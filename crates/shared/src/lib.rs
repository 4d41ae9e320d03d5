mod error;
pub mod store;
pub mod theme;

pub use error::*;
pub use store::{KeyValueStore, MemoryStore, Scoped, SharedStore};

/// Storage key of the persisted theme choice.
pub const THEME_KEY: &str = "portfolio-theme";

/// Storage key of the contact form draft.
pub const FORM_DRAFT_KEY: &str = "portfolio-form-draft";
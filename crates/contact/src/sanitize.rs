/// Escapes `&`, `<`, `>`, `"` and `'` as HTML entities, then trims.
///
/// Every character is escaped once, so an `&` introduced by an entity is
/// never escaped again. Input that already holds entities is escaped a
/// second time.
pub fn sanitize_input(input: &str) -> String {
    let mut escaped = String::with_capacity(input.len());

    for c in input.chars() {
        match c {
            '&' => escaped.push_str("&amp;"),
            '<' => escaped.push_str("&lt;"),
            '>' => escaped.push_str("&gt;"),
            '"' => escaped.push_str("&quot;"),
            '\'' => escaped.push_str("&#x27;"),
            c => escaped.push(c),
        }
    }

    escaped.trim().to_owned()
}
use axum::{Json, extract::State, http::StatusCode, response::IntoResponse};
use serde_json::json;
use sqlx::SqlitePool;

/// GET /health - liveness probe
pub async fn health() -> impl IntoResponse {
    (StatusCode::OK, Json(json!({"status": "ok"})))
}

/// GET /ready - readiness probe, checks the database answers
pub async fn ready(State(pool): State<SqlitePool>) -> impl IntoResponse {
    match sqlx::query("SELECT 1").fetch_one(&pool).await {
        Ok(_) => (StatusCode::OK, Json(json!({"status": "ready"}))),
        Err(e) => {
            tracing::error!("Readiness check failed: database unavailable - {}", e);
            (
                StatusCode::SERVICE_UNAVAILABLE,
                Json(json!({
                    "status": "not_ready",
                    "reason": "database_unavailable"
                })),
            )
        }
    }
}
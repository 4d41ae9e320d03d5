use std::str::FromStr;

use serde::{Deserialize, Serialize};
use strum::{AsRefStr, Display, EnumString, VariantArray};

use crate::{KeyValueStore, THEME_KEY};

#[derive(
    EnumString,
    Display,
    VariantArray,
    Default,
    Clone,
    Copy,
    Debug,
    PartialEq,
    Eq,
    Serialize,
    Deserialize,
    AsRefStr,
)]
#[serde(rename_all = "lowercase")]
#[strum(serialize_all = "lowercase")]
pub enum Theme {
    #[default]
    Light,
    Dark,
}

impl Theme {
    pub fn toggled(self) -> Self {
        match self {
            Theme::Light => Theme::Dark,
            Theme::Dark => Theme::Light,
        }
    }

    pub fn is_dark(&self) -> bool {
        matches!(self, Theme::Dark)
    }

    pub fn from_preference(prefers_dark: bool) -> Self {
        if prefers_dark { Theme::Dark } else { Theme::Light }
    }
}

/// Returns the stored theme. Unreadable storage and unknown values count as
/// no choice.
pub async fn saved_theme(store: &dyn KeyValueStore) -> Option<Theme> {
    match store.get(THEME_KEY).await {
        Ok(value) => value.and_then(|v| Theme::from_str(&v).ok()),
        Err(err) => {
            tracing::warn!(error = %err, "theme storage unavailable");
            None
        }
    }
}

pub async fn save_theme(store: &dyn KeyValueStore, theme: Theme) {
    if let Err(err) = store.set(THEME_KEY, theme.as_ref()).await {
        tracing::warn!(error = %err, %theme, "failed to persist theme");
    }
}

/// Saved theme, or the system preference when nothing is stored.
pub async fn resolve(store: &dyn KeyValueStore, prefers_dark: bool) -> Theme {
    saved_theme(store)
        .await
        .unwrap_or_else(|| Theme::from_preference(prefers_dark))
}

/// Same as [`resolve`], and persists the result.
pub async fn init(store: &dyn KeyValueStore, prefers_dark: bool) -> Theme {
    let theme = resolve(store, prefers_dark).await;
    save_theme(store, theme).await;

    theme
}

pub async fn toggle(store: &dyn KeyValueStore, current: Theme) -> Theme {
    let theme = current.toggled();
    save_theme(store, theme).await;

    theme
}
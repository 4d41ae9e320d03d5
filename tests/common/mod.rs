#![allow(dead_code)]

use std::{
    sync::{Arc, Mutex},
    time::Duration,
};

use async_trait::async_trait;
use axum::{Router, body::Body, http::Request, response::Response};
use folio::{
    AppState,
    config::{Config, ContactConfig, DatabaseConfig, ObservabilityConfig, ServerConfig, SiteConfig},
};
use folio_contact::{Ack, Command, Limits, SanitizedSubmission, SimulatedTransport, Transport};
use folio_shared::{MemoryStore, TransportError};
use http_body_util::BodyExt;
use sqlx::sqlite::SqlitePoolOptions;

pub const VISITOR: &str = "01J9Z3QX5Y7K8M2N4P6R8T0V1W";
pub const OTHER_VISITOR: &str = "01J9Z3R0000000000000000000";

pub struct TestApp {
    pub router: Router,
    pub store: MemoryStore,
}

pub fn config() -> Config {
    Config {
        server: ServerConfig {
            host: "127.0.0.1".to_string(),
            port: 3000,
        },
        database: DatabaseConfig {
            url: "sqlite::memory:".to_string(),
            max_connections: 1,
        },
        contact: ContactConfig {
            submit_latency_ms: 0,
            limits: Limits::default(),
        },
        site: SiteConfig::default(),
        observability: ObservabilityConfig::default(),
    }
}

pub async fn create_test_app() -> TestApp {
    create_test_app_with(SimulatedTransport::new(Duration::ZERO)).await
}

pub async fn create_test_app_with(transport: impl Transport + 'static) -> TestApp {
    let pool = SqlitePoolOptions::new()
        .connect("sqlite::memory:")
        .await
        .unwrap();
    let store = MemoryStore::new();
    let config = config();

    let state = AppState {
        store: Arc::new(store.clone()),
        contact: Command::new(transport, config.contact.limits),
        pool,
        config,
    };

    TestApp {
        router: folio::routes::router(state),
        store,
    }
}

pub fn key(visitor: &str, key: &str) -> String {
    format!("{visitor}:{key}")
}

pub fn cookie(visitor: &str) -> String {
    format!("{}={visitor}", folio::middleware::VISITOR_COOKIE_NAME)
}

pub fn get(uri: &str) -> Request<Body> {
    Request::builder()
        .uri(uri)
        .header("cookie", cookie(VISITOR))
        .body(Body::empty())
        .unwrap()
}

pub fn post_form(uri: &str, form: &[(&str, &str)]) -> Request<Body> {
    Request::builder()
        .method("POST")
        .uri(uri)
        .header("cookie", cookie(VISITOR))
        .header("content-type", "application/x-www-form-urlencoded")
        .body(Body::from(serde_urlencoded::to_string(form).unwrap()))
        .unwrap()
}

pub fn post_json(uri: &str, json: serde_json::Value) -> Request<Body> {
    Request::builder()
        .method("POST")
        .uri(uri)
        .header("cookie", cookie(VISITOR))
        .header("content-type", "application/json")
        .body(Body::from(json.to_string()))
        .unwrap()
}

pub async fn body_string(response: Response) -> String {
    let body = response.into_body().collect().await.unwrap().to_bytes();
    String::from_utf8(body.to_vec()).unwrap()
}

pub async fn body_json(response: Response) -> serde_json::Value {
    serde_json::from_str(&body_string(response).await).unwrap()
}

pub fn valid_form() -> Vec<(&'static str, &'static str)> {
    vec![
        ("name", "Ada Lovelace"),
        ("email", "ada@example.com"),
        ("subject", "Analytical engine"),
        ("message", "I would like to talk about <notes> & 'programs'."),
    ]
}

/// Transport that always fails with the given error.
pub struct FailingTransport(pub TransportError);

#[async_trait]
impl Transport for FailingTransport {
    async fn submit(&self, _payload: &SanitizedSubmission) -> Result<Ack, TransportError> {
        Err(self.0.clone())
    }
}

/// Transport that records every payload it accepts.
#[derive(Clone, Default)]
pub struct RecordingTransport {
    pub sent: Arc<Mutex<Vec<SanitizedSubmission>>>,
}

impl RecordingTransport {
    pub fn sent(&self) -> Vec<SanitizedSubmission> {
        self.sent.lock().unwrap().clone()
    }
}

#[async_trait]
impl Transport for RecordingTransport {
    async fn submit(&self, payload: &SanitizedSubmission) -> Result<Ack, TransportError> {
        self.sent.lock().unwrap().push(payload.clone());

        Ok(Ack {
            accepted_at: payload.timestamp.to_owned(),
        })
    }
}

▸ **Prompt**:
All lines carrying the word "TransportError" must be copied from the data above.

▸ **Your response**:
use folio_shared::{MemoryStore, TransportError};
pub struct FailingTransport(pub TransportError);
    async fn submit(&self, _payload: &SanitizedSubmission) -> Result<Ack, TransportError> {
    async fn submit(&self, payload: &SanitizedSubmission) -> Result<Ack, TransportError> {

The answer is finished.